▸ **About this exercise**:
Check every line of the data for the word "uncover", and copy those that have it.

··· Data provided ···

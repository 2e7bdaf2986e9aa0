//! Puzzle-to-matrix builders.
//!
//! Each builder maps a puzzle's placements onto columns of a 0/1 matrix,
//! solves it with [`DancingLinks`](crate::DancingLinks) and translates the
//! selected rows back into placements.

pub mod instant_insanity;
pub mod iq_stix;
pub mod polyomino;

pub use instant_insanity::{Color, Cube, InstantInsanity, Stacking};
pub use iq_stix::{IqStix, Line, Stick};
pub use polyomino::{calendar_board, calendar_cell, pentominoes, Board, Packing, Placement, Shape};
//! Dancing Links (Algorithm X) for exact cover.
//!
//! Given a 0/1 matrix, find subsets of rows whose union covers every column
//! exactly once. Knuth's Algorithm X does the backtracking; Dancing Links
//! makes each step reversible in O(1) per node by unlinking nodes from
//! circular doubly-linked rings and relinking them on the way back.
//!
//! # Example
//! ```
//! // In this small example, we have 4 columns (C0..C3) and 6 possible rows.
//! //   R0: [1, 0, 1, 0]
//! //   R1: [1, 0, 0, 1]
//! //   R2: [0, 1, 1, 0]
//! //   R3: [0, 1, 0, 1]
//! //   R4: [1, 0, 1, 0]  (same as R0)
//! //   R5: [0, 1, 0, 1]  (same as R3)
//! use dlx::cs::combinatorial::dancing_links::{DancingLinks, Matrix};
//!
//! let matrix = Matrix::from_bools(&[
//!     [true,  false, true,  false],
//!     [true,  false, false, true ],
//!     [false, true,  true,  false],
//!     [false, true,  false, true ],
//!     [true,  false, true,  false],
//!     [false, true,  false, true ],
//! ])
//! .unwrap();
//!
//! let mut dlx = DancingLinks::new(matrix);
//! // Duplicate rows give distinct solutions.
//! assert_eq!(
//!     dlx.solve_all(),
//!     vec![vec![0, 3], vec![0, 5], vec![1, 2], vec![3, 4], vec![4, 5]]
//! );
//! ```

mod links;
pub mod matrix;
#[cfg(feature = "parallel")]
pub mod parallel;
pub mod search;

pub use matrix::Matrix;
#[cfg(feature = "parallel")]
pub use parallel::{par_count_solutions, par_solve_all};
pub use search::{DancingLinks, SearchConfig, SearchStats};
//! The dancing-links arena.
//!
//! Every node lives in one `Vec` and points at its four neighbours by index,
//! forming two circular doubly-linked rings: one per matrix row and one per
//! column (anchored by the column header). Node `0` is the root sentinel and
//! nodes `1..=num_cols` are the column headers, linked left-right in column
//! order. Row nodes follow in row-major order.
//!
//! The type is crate-private: only the search driver mutates it, and every
//! `cover` it issues is undone by a matching `uncover` in LIFO order.

use super::matrix::Matrix;

/// Index of the root sentinel.
pub(crate) const ROOT: usize = 0;

/// Row id carried by the root and the column headers.
const NO_ROW: usize = usize::MAX;

/// A slot in the arena. `left`/`right` thread the row ring (the header ring
/// for headers), `up`/`down` the column ring.
#[derive(Clone, Debug, PartialEq, Eq)]
struct Node {
    left: usize,
    right: usize,
    up: usize,
    down: usize,
    column: usize, // header index; headers point at themselves
    row: usize,
}

impl Node {
    fn detached(index: usize, column: usize, row: usize) -> Self {
        Node {
            left: index,
            right: index,
            up: index,
            down: index,
            column,
            row,
        }
    }
}

/// Per-header counter of the row nodes still linked under it, kept in step
/// by `cover` and `uncover`.
#[derive(Clone, Debug, PartialEq, Eq)]
struct Column {
    size: usize,
}

#[derive(Clone, Debug, PartialEq, Eq)]
pub(crate) struct Links {
    nodes: Vec<Node>,
    cols: Vec<Column>,
    num_cols: usize,
    /// First node of each matrix row, `None` for rows without 1-entries.
    row_heads: Vec<Option<usize>>,
}

impl Links {
    /// Builds the linked structure mirroring `matrix`.
    pub(crate) fn new(matrix: &Matrix) -> Self {
        let num_cols = matrix.num_cols();
        let ones: usize = matrix.rows().map(|r| r.count_ones()).sum();

        let mut links = Links {
            nodes: Vec::with_capacity(1 + num_cols + ones),
            cols: Vec::with_capacity(1 + num_cols),
            num_cols,
            row_heads: Vec::with_capacity(matrix.num_rows()),
        };

        links.nodes.push(Node::detached(ROOT, ROOT, NO_ROW));
        links.cols.push(Column { size: 0 });

        // Link column headers in a left-right ring with the root
        for c in 1..=num_cols {
            let mut header = Node::detached(c, c, NO_ROW);
            header.left = c - 1;
            header.right = if c == num_cols { ROOT } else { c + 1 };
            links.nodes.push(header);
            links.cols.push(Column { size: 0 });
        }
        links.nodes[ROOT].left = num_cols;
        links.nodes[ROOT].right = if num_cols == 0 { ROOT } else { 1 };

        for (r, row) in matrix.rows().enumerate() {
            let mut first_in_row: Option<usize> = None;
            for c in row.iter_ones() {
                let header = c + 1;
                let node = links.nodes.len();

                // Append at the bottom of the column ring
                let mut n = Node::detached(node, header, r);
                n.up = links.nodes[header].up;
                n.down = header;
                let up = n.up;
                links.nodes.push(n);
                links.nodes[up].down = node;
                links.nodes[header].up = node;
                links.cols[header].size += 1;

                // Insert to the left of the row's first node to close the ring
                if let Some(first) = first_in_row {
                    let last = links.nodes[first].left;
                    links.nodes[node].right = first;
                    links.nodes[node].left = last;
                    links.nodes[last].right = node;
                    links.nodes[first].left = node;
                } else {
                    first_in_row = Some(node);
                }
            }
            links.row_heads.push(first_in_row);
        }

        links
    }

    pub(crate) fn num_cols(&self) -> usize {
        self.num_cols
    }

    pub(crate) fn right(&self, node: usize) -> usize {
        self.nodes[node].right
    }

    pub(crate) fn down(&self, node: usize) -> usize {
        self.nodes[node].down
    }

    /// Header index of the column owning `node`.
    pub(crate) fn column(&self, node: usize) -> usize {
        self.nodes[node].column
    }

    /// Matrix row of a row node.
    pub(crate) fn row(&self, node: usize) -> usize {
        self.nodes[node].row
    }

    pub(crate) fn size(&self, header: usize) -> usize {
        self.cols[header].size
    }

    /// First node of matrix row `row`, if the row has any 1-entries.
    pub(crate) fn row_head(&self, row: usize) -> Option<usize> {
        self.row_heads.get(row).copied().flatten()
    }

    /// True once every column has been covered.
    pub(crate) fn is_solved(&self) -> bool {
        self.nodes[ROOT].right == ROOT
    }

    /// Headers still present in the header ring, left to right.
    pub(crate) fn active_headers(&self) -> Vec<usize> {
        let mut headers = Vec::new();
        let mut c = self.nodes[ROOT].right;
        while c != ROOT {
            headers.push(c);
            c = self.nodes[c].right;
        }
        headers
    }

    /// A covered header keeps its own links, but its left neighbour no
    /// longer points back at it.
    pub(crate) fn is_active(&self, header: usize) -> bool {
        header != ROOT && self.nodes[self.nodes[header].left].right == header
    }

    /// Leftmost column with the fewest active nodes.
    pub(crate) fn choose_column(&self) -> Option<usize> {
        let mut c = self.nodes[ROOT].right;
        if c == ROOT {
            return None;
        }
        let mut best = c;
        let mut best_size = self.cols[c].size;
        c = self.nodes[c].right;
        while c != ROOT && best_size > 0 {
            if self.cols[c].size < best_size {
                best = c;
                best_size = self.cols[c].size;
            }
            c = self.nodes[c].right;
        }
        Some(best)
    }

    fn detach_vertical(&mut self, node: usize) {
        let Node { up, down, column, .. } = self.nodes[node];
        self.nodes[up].down = down;
        self.nodes[down].up = up;
        self.cols[column].size -= 1;
    }

    fn attach_vertical(&mut self, node: usize) {
        let Node { up, down, column, .. } = self.nodes[node];
        self.nodes[up].down = node;
        self.nodes[down].up = node;
        self.cols[column].size += 1;
    }

    /// Removes `col` from the header ring and every row intersecting it from
    /// the other columns. The nodes of `col` itself stay linked to it.
    pub(crate) fn cover(&mut self, col: usize) {
        let Node { left, right, .. } = self.nodes[col];
        self.nodes[left].right = right;
        self.nodes[right].left = left;

        let mut row_node = self.nodes[col].down;
        while row_node != col {
            let mut node = self.nodes[row_node].right;
            while node != row_node {
                self.detach_vertical(node);
                node = self.nodes[node].right;
            }
            row_node = self.nodes[row_node].down;
        }
    }

    /// Exact inverse of [`Links::cover`]; must be called in LIFO order.
    pub(crate) fn uncover(&mut self, col: usize) {
        let mut row_node = self.nodes[col].up;
        while row_node != col {
            let mut node = self.nodes[row_node].left;
            while node != row_node {
                self.attach_vertical(node);
                node = self.nodes[node].left;
            }
            row_node = self.nodes[row_node].up;
        }

        let Node { left, right, .. } = self.nodes[col];
        self.nodes[left].right = col;
        self.nodes[right].left = col;
    }

    /// Covers every other column of `node`'s row, walking right.
    pub(crate) fn select(&mut self, node: usize) {
        let mut n = self.nodes[node].right;
        while n != node {
            self.cover(self.nodes[n].column);
            n = self.nodes[n].right;
        }
    }

    /// Undoes [`Links::select`], walking left.
    pub(crate) fn deselect(&mut self, node: usize) {
        let mut n = self.nodes[node].left;
        while n != node {
            self.uncover(self.nodes[n].column);
            n = self.nodes[n].left;
        }
    }

    /// Forces the row starting at `head` into the solution by covering all
    /// of its columns.
    pub(crate) fn seed(&mut self, head: usize) {
        self.cover(self.nodes[head].column);
        self.select(head);
    }

    pub(crate) fn unseed(&mut self, head: usize) {
        self.deselect(head);
        self.uncover(self.nodes[head].column);
    }

    /// Walks every ring reachable from the root and checks the link symmetry
    /// and the size counters.
    pub(crate) fn check_consistency(&self) -> bool {
        let limit = self.nodes.len();

        let mut steps = 0;
        let mut c = ROOT;
        loop {
            let next = self.nodes[c].right;
            if self.nodes[next].left != c {
                return false;
            }
            c = next;
            steps += 1;
            if c == ROOT {
                break;
            }
            if steps > limit || self.nodes[c].column != c {
                return false;
            }
        }

        for header in self.active_headers() {
            let mut count = 0;
            let mut n = header;
            loop {
                let next = self.nodes[n].down;
                if self.nodes[next].up != n {
                    return false;
                }
                n = next;
                if n == header {
                    break;
                }
                count += 1;
                if count > limit || self.nodes[n].column != header {
                    return false;
                }
                let (l, r) = (self.nodes[n].left, self.nodes[n].right);
                if self.nodes[r].left != n || self.nodes[l].right != n {
                    return false;
                }
            }
            if count != self.cols[header].size {
                return false;
            }
        }

        true
    }
}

···

▸ **Response to this exercise**:
//! `cover` it issues is undone by a matching `uncover` in LIFO order.
/// by `cover` and `uncover`.
    pub(crate) fn uncover(&mut self, col: usize) {
            self.uncover(self.nodes[n].column);
        self.uncover(self.nodes[head].column);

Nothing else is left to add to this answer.